# Ryobi table saw not working



## LoudNoise (Jun 16, 2008)

I was using my Ryobi BTS20R portable table saw today to rip a 2x3 and heard a bang. The saw quit and won't work. I checked the breaker and it was fine. After unplugging it, I tipped it over and checked some connections and then just because I couldn't get anything else to work, I wiggled the cable going into the motor. the hard plastic the holds the cord in place at the motor housing came apart in 2-3 pieces and there is at least one inside. I have to assume this came apart inside and got caught in the motor causing the problem. 

Has anybody ever heard of it before, and if so is it salvageable or am I going to be stuck replacing the motor?

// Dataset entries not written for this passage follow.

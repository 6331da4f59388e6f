use std::collections::{BTreeMap, HashMap};
use std::sync::Arc;
use std::time::{Duration, Instant};
use tokio::sync::Mutex;
use tokio::task::JoinHandle;
use tokio_util::sync::CancellationToken;

use crate::api::middleware::AppError;
use crate::services::database::{PoolFactory, PoolStatus, PostgresPoolFactory, QuerySource};

/// Interval between two idle sweeps
pub const DEFAULT_SWEEP_INTERVAL: Duration = Duration::from_secs(60);

struct PoolEntry<P> {
    pool: P,
    last_used: Instant,
}

/// Connection pool registry keyed by connection profile name.
///
/// One pool per name, created on first use and closed by the idle sweep once
/// it has not been acquired for longer than the idle timeout. Acquire, sweep and
/// shutdown all go through the same mutex, so a name is never built twice.
pub struct ConnectionPoolManager<F: PoolFactory = PostgresPoolFactory> {
    factory: F,
    pools: Mutex<HashMap<String, PoolEntry<F::Pool>>>,
    idle_timeout: Duration,
    sweep_token: CancellationToken,
}

impl ConnectionPoolManager<PostgresPoolFactory> {
    /// Registry backed by deadpool-postgres pools of at most `max_pool_size` connections
    pub fn with_config(max_pool_size: usize, idle_timeout: Duration) -> Self {
        Self::with_factory(PostgresPoolFactory::new(max_pool_size), idle_timeout)
    }
}

impl<F: PoolFactory> ConnectionPoolManager<F> {
    pub fn with_factory(factory: F, idle_timeout: Duration) -> Self {
        Self {
            factory,
            pools: Mutex::new(HashMap::new()),
            idle_timeout,
            sweep_token: CancellationToken::new(),
        }
    }

    /// Get the pool registered under `name`, creating it on first use.
    pub async fn acquire(&self, name: &str, connection_string: &str) -> Result<F::Pool, AppError> {
        let mut pools = self.pools.lock().await;

        if let Some(entry) = pools.get_mut(name) {
            entry.last_used = Instant::now();
            tracing::debug!("Using existing connection pool for '{}'", name);
            return Ok(entry.pool.clone());
        }

        tracing::info!(
            "Creating new connection pool for '{}': {}",
            name,
            mask_credentials(connection_string)
        );

        let pool = self.factory.create(name, connection_string).await.map_err(|e| {
            tracing::error!("Failed to create connection pool for '{}': {}", name, e);
            e
        })?;

        pools.insert(
            name.to_string(),
            PoolEntry {
                pool: pool.clone(),
                last_used: Instant::now(),
            },
        );

        Ok(pool)
    }

    /// Close and remove every pool unused for longer than the idle timeout.
    /// Returns the number of pools closed.
    pub async fn evict_idle(&self) -> usize {
        let mut pools = self.pools.lock().await;
        let idle: Vec<String> = pools
            .iter()
            .filter(|(_, entry)| entry.last_used.elapsed() > self.idle_timeout)
            .map(|(name, _)| name.clone())
            .collect();

        for name in &idle {
            if let Some(entry) = pools.remove(name) {
                self.factory.close(&entry.pool);
                tracing::info!("Closed idle connection pool for '{}'", name);
            }
        }

        idle.len()
    }

    /// Spawn the background sweep. It stops when `close_all` runs.
    pub fn start_idle_sweep(self: Arc<Self>, interval: Duration) -> JoinHandle<()> {
        let token = self.sweep_token.clone();
        let manager = self;

        tokio::spawn(async move {
            let mut ticker = tokio::time::interval(interval);
            // The first tick completes immediately
            ticker.tick().await;
            loop {
                tokio::select! {
                    _ = token.cancelled() => {
                        tracing::debug!("Idle pool sweep stopped");
                        break;
                    }
                    _ = ticker.tick() => {
                        let closed = manager.evict_idle().await;
                        if closed > 0 {
                            tracing::debug!("Idle pool sweep closed {} pool(s)", closed);
                        }
                    }
                }
            }
        })
    }

    /// Stop the sweep, close every pool and clear the registry.
    pub async fn close_all(&self) {
        self.sweep_token.cancel();

        let mut pools = self.pools.lock().await;
        for (name, entry) in pools.drain() {
            self.factory.close(&entry.pool);
            tracing::info!("Closed connection pool for '{}'", name);
        }
    }

    /// Get the number of registered pools
    pub async fn pool_count(&self) -> usize {
        self.pools.lock().await.len()
    }

    /// Get pool statistics for a registered connection
    pub async fn pool_status(&self, name: &str) -> Option<PoolStatus> {
        self.pools.lock().await.get(name).map(|entry| entry.pool.status())
    }

    /// Statistics of every registered pool, by name
    pub async fn pool_statuses(&self) -> BTreeMap<String, PoolStatus> {
        self.pools
            .lock()
            .await
            .iter()
            .map(|(name, entry)| (name.clone(), entry.pool.status()))
            .collect()
    }

    pub async fn contains(&self, name: &str) -> bool {
        self.pools.lock().await.contains_key(name)
    }

    pub fn factory(&self) -> &F {
        &self.factory
    }
}

/// Mask credentials in connection URL for safe logging
pub fn mask_credentials(url: &str) -> String {
    match url::Url::parse(url) {
        Ok(mut parsed) => {
            if parsed.password().is_some() {
                let _ = parsed.set_password(Some("***"));
            }
            parsed.to_string()
        }
        Err(_) => "[invalid-url]".to_string(),
    }
}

I've owned the saw for 2.25 years and had no problems previously. I use it more than I thought I would but inconsistently.


----------



## slickshift (Aug 25, 2005)

Just bring it back to HD and calmly and politely yet firmly complain about it


----------



## LoudNoise (Jun 16, 2008)

Thanks, I can but try it.


----------



## brneilly (Feb 19, 2008)

*Try This*

On the front of your saw, (near the power button) or elsewhere there is a small non-descript black pushbutton. Press that to reset the saw. Hopefully that will work. 

- Brad


----------



## LoudNoise (Jun 16, 2008)

*I looked*

I checked and I couldn't find a reset button. I traced the wiring and the power comes into the saw and directly to the switch. it then comes out and goes to the motor. The only other wires coming out of the switch housing are ground wires. The reset would have to be in the switch housing. I'm wondering if the switch itself is what went bad, because it doesn't have the solid "I moved" feel to it like it did. That might also lend itself to the idea of a reset button, but I can't find it.


----------



## Doria (Jul 29, 2011)

*Same thing happened to me*

Same saw Ryobi portable table saw. I know the motor is not burned out, i've only used it a dozen times or so. I was using it just fine super strong motor, and then it stopped cold. The power was getting to the saw, but the motor does not even try to turn. As if the power was off, and no reset button on mine either.


----------



## Ron6519 (Mar 28, 2007)

LoudNoise said:


> I checked and I couldn't find a reset button. I traced the wiring and the power comes into the saw and directly to the switch. it then comes out and goes to the motor. The only other wires coming out of the switch housing are ground wires. The reset would have to be in the switch housing. I'm wondering if the switch itself is what went bad, because it doesn't have the solid "I moved" feel to it like it did. That might also lend itself to the idea of a reset button, but I can't find it.


You can remove the switch from the equation and directly power up the saw for testing purposes.
But the issue of the broken plastic going into the motor housing would be on the inspection list as well. The switch is just easier to check.


----------